- _Task statement_
Your answer should be the lines of the listing that contain the word "GIVEN".

- _Records for the task_
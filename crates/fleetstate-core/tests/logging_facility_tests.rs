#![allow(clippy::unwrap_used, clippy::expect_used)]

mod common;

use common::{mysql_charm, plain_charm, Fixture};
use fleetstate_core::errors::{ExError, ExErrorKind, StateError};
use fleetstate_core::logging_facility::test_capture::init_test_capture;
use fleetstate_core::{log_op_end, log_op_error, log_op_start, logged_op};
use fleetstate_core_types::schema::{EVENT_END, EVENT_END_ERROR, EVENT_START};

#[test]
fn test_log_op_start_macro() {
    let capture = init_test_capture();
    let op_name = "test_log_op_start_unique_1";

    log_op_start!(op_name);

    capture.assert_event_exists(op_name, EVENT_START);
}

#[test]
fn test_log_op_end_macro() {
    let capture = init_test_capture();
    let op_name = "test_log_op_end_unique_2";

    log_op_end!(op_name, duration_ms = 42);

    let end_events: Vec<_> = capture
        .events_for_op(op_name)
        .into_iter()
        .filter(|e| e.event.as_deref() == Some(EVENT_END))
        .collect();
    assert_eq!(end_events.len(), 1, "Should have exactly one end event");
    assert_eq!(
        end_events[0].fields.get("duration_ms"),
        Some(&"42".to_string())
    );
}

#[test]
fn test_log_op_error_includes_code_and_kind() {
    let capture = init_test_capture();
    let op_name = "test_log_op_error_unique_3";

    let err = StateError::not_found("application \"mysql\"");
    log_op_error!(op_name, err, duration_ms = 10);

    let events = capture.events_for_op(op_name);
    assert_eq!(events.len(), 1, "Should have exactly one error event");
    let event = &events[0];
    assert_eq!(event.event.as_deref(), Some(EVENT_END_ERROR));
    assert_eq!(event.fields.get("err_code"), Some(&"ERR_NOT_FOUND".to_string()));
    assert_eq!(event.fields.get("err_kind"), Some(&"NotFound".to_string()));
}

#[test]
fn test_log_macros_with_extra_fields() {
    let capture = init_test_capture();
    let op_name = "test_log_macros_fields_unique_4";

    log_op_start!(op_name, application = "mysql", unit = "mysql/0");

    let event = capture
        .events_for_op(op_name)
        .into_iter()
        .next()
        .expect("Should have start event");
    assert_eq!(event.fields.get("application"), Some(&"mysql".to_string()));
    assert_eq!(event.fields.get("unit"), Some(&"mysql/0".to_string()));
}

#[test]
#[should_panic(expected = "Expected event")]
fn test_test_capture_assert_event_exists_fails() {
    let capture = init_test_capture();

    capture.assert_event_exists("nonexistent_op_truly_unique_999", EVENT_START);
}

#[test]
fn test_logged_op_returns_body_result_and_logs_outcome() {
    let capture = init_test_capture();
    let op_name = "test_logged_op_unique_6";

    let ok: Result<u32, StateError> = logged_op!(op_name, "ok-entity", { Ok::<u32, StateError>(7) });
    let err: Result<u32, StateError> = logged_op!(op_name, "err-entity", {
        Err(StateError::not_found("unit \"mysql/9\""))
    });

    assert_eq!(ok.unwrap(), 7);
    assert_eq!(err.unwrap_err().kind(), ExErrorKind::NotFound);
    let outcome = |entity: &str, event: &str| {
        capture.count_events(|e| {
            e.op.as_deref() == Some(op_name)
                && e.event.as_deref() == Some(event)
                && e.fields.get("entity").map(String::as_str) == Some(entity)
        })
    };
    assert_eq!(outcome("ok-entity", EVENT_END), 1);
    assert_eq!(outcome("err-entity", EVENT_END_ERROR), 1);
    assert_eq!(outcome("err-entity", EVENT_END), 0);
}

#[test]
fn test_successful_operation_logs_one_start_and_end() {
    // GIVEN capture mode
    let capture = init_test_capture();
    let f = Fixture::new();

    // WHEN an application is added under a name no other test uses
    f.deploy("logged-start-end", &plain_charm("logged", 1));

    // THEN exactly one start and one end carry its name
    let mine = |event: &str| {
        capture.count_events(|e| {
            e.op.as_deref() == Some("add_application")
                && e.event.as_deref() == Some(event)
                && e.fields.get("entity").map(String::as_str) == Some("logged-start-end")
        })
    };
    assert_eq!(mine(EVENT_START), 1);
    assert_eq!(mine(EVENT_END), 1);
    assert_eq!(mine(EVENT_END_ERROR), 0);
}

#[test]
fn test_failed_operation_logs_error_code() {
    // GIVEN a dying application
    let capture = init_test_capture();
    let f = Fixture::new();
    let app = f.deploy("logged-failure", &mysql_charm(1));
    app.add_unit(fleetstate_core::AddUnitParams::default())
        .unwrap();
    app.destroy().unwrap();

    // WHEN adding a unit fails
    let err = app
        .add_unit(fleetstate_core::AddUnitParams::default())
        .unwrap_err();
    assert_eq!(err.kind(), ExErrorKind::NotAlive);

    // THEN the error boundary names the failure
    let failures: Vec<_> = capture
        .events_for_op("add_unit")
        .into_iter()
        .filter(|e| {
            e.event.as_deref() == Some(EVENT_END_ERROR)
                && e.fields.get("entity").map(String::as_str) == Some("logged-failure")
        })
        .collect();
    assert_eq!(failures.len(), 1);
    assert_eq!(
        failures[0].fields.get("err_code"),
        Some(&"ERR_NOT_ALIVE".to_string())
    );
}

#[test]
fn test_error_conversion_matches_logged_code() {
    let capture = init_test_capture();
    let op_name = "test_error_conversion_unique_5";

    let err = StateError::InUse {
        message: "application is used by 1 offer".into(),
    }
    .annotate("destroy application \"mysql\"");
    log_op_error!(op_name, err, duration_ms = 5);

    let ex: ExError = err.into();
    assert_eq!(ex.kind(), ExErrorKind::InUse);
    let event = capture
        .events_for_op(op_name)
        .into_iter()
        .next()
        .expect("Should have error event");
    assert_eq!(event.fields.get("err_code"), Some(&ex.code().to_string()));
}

- _Finished task_
    // GIVEN capture mode
    // GIVEN a dying application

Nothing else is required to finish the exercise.